Lecture 7: Confidence intervals

Economics 326 — Methods of Empirical Research in Economics

Vadim Marmer, UBC

Point estimation

We use the notation \mathrm{E}\left[\cdot \mid \mathbf{X}\right] = \mathrm{E}\left[\cdot \mid X_1, \ldots, X_n\right].

  • Our model:

    1. Y_{i}=\beta _{0}+\beta _{1}X_{i}+U_{i},\qquad i=1,\ldots ,n.

    2. \mathrm{E}\left[U_{i}\mid \mathbf{X}\right] =0 for all i’s.

    3. \mathrm{E}\left[U_{i}^{2}\mid \mathbf{X}\right] =\sigma ^{2} for all i’s.

    4. \mathrm{E}\left[U_{i}U_{j}\mid \mathbf{X}\right] =0 for all i\neq j.
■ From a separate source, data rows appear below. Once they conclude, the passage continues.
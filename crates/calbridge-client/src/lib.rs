//! calbridge command-line interface
//!
//! This crate provides the `calbridge` binary: it reads its configuration
//! from the environment, obtains a Google credential, runs one calendar
//! operation, and prints the result as JSON.

pub mod cli;
pub mod commands;
pub mod config;
pub mod error;
pub mod output;

use calbridge_core::ErrorKind;
use calbridge_providers::ProviderError;
use calbridge_providers::google::{Authenticator, CalendarClient, OAuthClient};
use chrono::Utc;
use serde_json::Value;
use tracing::debug;

pub use cli::Cli;
pub use error::{ClientError, ClientResult};

use commands::Request;
use config::EnvConfig;
use output::JsonReporter;

/// Runs one invocation.
///
/// Returns the result document, or `None` when everything the caller needs
/// was already printed as step documents.
pub async fn run(cli: &Cli) -> ClientResult<Option<Value>> {
    let env = EnvConfig::from_env()?;
    if let Some(warning) = &env.token_warning {
        output::print_warning(ErrorKind::InvalidToken, warning.as_str());
    }

    let request = Request::from_cli(cli, Utc::now())?;
    debug!(?request, "request validated");

    let google = env.google_config();
    google.validate().map_err(ClientError::Unexpected)?;

    let reporter = JsonReporter;
    let oauth = OAuthClient::new(&google)?;
    let outcome = Authenticator::new(oauth, &reporter, &google, env.flow_mode())
        .obtain(env.token.clone())
        .await
        .map_err(ClientError::Authorization)?;
    debug!(source = ?outcome.source, "credential ready");

    match request {
        Request::Auth => commands::auth::report(&outcome),
        Request::Calendar(operation) => {
            let token = outcome.credential.access_token.clone().ok_or_else(|| {
                ClientError::Authorization(ProviderError::authentication(
                    "credential carries no access token",
                ))
            })?;
            let client = CalendarClient::new(&google, token)?;
            commands::execute(operation, &client, &google.time_zone)
                .await
                .map(Some)
        }
    }
}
    5. U’s are jointly normally distributed conditional on \mathbf{X}.

  • The OLS estimator \hat{\beta}_{1} is a point estimator of \beta _{1}.

  • For our model, conditional on \mathbf{X}: \begin{aligned} \hat{\beta}_{1} &\sim N\left( \beta _{1},\mathrm{Var}\left(\hat{\beta}_{1}\right) \right), \\ \mathrm{Var}\left(\hat{\beta}_{1}\right) &=\frac{\sigma ^{2}}{\sum_{i=1}^{n}\left( X_{i}-\bar{X}\right) ^{2}}. \end{aligned}

  • With probability one, we have that \hat{\beta}_{1}\neq \beta _{1}.

Interval estimation problem

  • We want to construct an interval estimator for \beta _{1}:

    • The interval estimator is called a confidence interval (CI).

    • A CI contains the true value \beta _{1} with some pre-specified probability 1-\alpha, where \alpha is a small probability of error.

    • For example, if \alpha =0.05, then the random CI will contain \beta _{1} with probability 0.95.

  • 1-\alpha is called the coverage probability.

  • Confidence interval: CI_{1-\alpha }=[LB_{1-\alpha },UB_{1-\alpha }]. The lower bound (LB) and upper bound (UB) should depend on the coverage probability 1-\alpha.

  • The formal definition of CI: It is a random interval CI_{1-\alpha} such that conditional on X’s, P\left( \beta _{1}\in CI_{1-\alpha }\right) =1-\alpha . Note that the random element is CI_{1-\alpha}.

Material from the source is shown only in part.